DATA Block Start
use std::collections::HashMap;
use std::io;
use std::path::{Path, PathBuf};

use bigtools::beddata::BedParserStreamingIterator;
use bigtools::utils::reopen::ReopenableFile;
use bigtools::{BigWigRead, BigWigWrite, Value};
use log::debug;
use tempfile::NamedTempFile;
use tokio::runtime;

use crate::error::{Result, TrackError};
use crate::records::{CorrectedRecord, RecordReader, RecordWriter};
use crate::track::{TrackReader, TrackStore, TrackWriter};

///
/// [TrackStore] for bigWig files.
///
/// `threads` sizes the tokio runtime used when an output track is finalized.
///
#[derive(Debug, Clone)]
pub struct BigWigStore {
    pub threads: usize,
}

impl Default for BigWigStore {
    fn default() -> Self {
        BigWigStore { threads: 1 }
    }
}

impl BigWigStore {
    pub fn new(threads: usize) -> Self {
        BigWigStore {
            threads: threads.max(1),
        }
    }
}

impl TrackStore for BigWigStore {
    fn open(&self, path: &Path) -> Result<Box<dyn TrackReader>> {
        let path_str = path.to_string_lossy().to_string();
        let reader = BigWigRead::open_file(&path_str).map_err(|e| TrackError::Open {
            path: path.to_owned(),
            reason: format!("{:?}", e),
        })?;

        let chrom_sizes = reader
            .chroms()
            .iter()
            .map(|info| (info.name.clone(), info.length))
            .collect();

        Ok(Box::new(BigWigTrack {
            reader,
            chrom_sizes,
        }))
    }

    fn create(&self, path: &Path, header: &[(String, u32)]) -> Result<Box<dyn TrackWriter>> {
        let parent = match path.parent() {
            Some(parent) if !parent.as_os_str().is_empty() => parent.to_owned(),
            _ => PathBuf::from("."),
        };
        std::fs::create_dir_all(&parent)?;

        let spool = NamedTempFile::new_in(&parent)?;
        let records = RecordWriter::from_file(spool.reopen()?);

        Ok(Box::new(BigWigTrackWriter {
            path: path.to_owned(),
            chrom_sizes: header.iter().cloned().collect(),
            threads: self.threads,
            spool,
            records,
            segments: Vec::new(),
        }))
    }

    fn copy(&self, from: &Path, to: &Path) -> Result<()> {
        if let Some(parent) = to.parent() {
            std::fs::create_dir_all(parent)?;
        }
        std::fs::copy(from, to)?;
        Ok(())
    }
}

///
/// An open bigWig file.
///
pub struct BigWigTrack {
    reader: BigWigRead<ReopenableFile>,
    chrom_sizes: Vec<(String, u32)>,
}

impl TrackReader for BigWigTrack {
    fn values(&mut self, chr: &str, start: u32, end: u32) -> Result<Vec<f32>> {
        if self.chrom_length(chr).is_none() {
            return Err(TrackError::UnknownChromosome(chr.to_string()));
        }

        self.reader
            .values(chr, start, end)
            .map_err(|e| TrackError::Read {
                chr: chr.to_string(),
                start,
                end,
                reason: format!("{:?}", e),
            })
    }

    fn chrom_length(&self, chr: &str) -> Option<u32> {
        self.chrom_sizes
            .iter()
            .find(|(name, _)| name == chr)
            .map(|(_, length)| *length)
    }

    fn chrom_sizes(&self) -> Vec<(String, u32)> {
        self.chrom_sizes.clone()
    }
}

///
/// Output bigWig under construction.
///
/// bigtools consumes one sorted stream, so records are spooled to a temporary
/// file next to the output and streamed into the writer on [TrackWriter::close].
///
pub struct BigWigTrackWriter {
    path: PathBuf,
    chrom_sizes: HashMap<String, u32>,
    threads: usize,
    spool: NamedTempFile,
    records: RecordWriter,
    // (chrom, record count) in write order
    segments: Vec<(String, u64)>,
}

impl TrackWriter for BigWigTrackWriter {
    fn add_records(&mut self, chr: &str, records: &[CorrectedRecord]) -> Result<()> {
        if records.is_empty() {
            return Ok(());
        }
        if !self.chrom_sizes.contains_key(chr) {
            return Err(TrackError::UnknownChromosome(chr.to_string()));
        }

        self.records.write_records(records)?;

        match self.segments.last_mut() {
            Some((last, count)) if last == chr => *count += records.len() as u64,
            _ => self.segments.push((chr.to_string(), records.len() as u64)),
        }
        Ok(())
    }

    fn close(self: Box<Self>) -> Result<()> {
        let BigWigTrackWriter {
            path,
            chrom_sizes,
            threads,
            spool,
            records,
            segments,
        } = *self;

        debug!("Writing {} records to {:?}", records.written(), path);
        records.finish()?;

        let values = SpooledValues {
            reader: RecordReader::open(spool.path())?,
            segments: segments.into_iter(),
            current: None,
        };

        let runtime = if threads == 1 {
            runtime::Builder::new_current_thread().build()?
        } else {
            runtime::Builder::new_multi_thread()
                .worker_threads(threads)
                .build()?
        };

        let write_error = |reason: String| TrackError::Write {
            path: path.clone(),
            reason,
        };

        let out = BigWigWrite::create_file(path.to_string_lossy().to_string(), chrom_sizes)
            .map_err(|e| write_error(format!("{:?}", e)))?;

        let data = BedParserStreamingIterator::wrap_iter(values, true);
        out.write(data, runtime)
            .map_err(|e| write_error(format!("{:?}", e)))?;

        // spool is removed when dropped
        drop(spool);
        Ok(())
    }
}

struct SpooledValues {
    reader: RecordReader<std::io::BufReader<std::fs::File>>,
    segments: std::vec::IntoIter<(String, u64)>,
    current: Option<(String, u64)>,
}

impl Iterator for SpooledValues {
    type Item = std::result::Result<(String, Value), io::Error>;

    fn next(&mut self) -> Option<Self::Item> {
        loop {
            match self.current.as_mut() {
                Some((chr, remaining)) if *remaining > 0 => {
                    *remaining -= 1;
                    let chr = chr.clone();
                    return Some(match self.reader.next() {
                        Some(Ok(record)) => Ok((
                            chr,
                            Value {
                                start: record.start,
                                end: record.end,
                                value: record.value,
                            },
                        )),
                        Some(Err(e)) => Err(io::Error::other(e.to_string())),
                        None => Err(io::Error::new(
                            io::ErrorKind::UnexpectedEof,
                            "record spool ended early",
                        )),
                    });
                }
                _ => self.current = Some(self.segments.next()?),
            }
        }
    }
}

#[cfg(test)]
mod tests {
    use super::*;

    use pretty_assertions::assert_eq;
    use rstest::*;

    fn header() -> Vec<(String, u32)> {
        vec![("chr1".to_string(), 1_000), ("chr2".to_string(), 500)]
    }

    fn write_track(store: &BigWigStore, path: &Path) {
        let mut writer = store.create(path, &header()).unwrap();
        writer
            .add_records(
                "chr1",
                &[
                    CorrectedRecord::new(10, 20, 1.5),
                    CorrectedRecord::new(20, 25, -2.0),
                ],
            )
            .unwrap();
        writer
            .add_records("chr1", &[CorrectedRecord::new(100, 101, 9.0)])
            .unwrap();
        writer
            .add_records("chr2", &[CorrectedRecord::new(0, 3, 4.0)])
            .unwrap();
        writer.close().unwrap();
    }

    #[rstest]
    fn test_write_then_read_bigwig() {
        let dir = tempfile::tempdir().unwrap();
        let path = dir.path().join("out/ctrl1_corrected.bw");
        let store = BigWigStore::new(1);

        write_track(&store, &path);

        let mut reader = store.open(&path).unwrap();
        assert_eq!(reader.chrom_length("chr1"), Some(1_000));
        assert_eq!(reader.chrom_length("chr3"), None);

        let values = reader.values("chr1", 8, 27).unwrap();
        assert!(values[0].is_nan() && values[1].is_nan());
        assert_eq!(&values[2..12], &[1.5; 10]);
        assert_eq!(&values[12..17], &[-2.0; 5]);
        assert!(values[17].is_nan() && values[18].is_nan());

        assert_eq!(reader.values("chr2", 0, 3).unwrap(), vec![4.0, 4.0, 4.0]);
        assert!(reader.values("chr3", 0, 3).is_err());
    }

    #[rstest]
    fn test_spool_is_cleaned_up() {
        let dir = tempfile::tempdir().unwrap();
        let path = dir.path().join("exp1_corrected.bw");
        let store = BigWigStore::new(2);

        write_track(&store, &path);

        let entries: Vec<_> = std::fs::read_dir(dir.path()).unwrap().collect();
        assert_eq!(entries.len(), 1);
    }

    #[rstest]
    fn test_unknown_chromosome_rejected() {
        let dir = tempfile::tempdir().unwrap();
        let store = BigWigStore::default();
        let mut writer = store.create(&dir.path().join("x.bw"), &header()).unwrap();

        assert!(
            writer
                .add_records("chrUn", &[CorrectedRecord::new(0, 1, 1.0)])
                .is_err()
        );
    }

    #[rstest]
    fn test_copy() {
        let dir = tempfile::tempdir().unwrap();
        let from = dir.path().join("ctrl1.bw");
        let to = dir.path().join("out/ctrl1_normalized.bw");
        let store = BigWigStore::default();

        write_track(&store, &from);
        store.copy(&from, &to).unwrap();

        let mut reader = store.open(&to).unwrap();
        assert_eq!(reader.values("chr2", 0, 3).unwrap(), vec![4.0, 4.0, 4.0]);
    }
}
DATA Block End
-- TASK OBJECTIVE --
Line count for the word "HashMap": please state how many lines of the records above contain it, and nothing else.

-- WRITTEN ANSWER --
2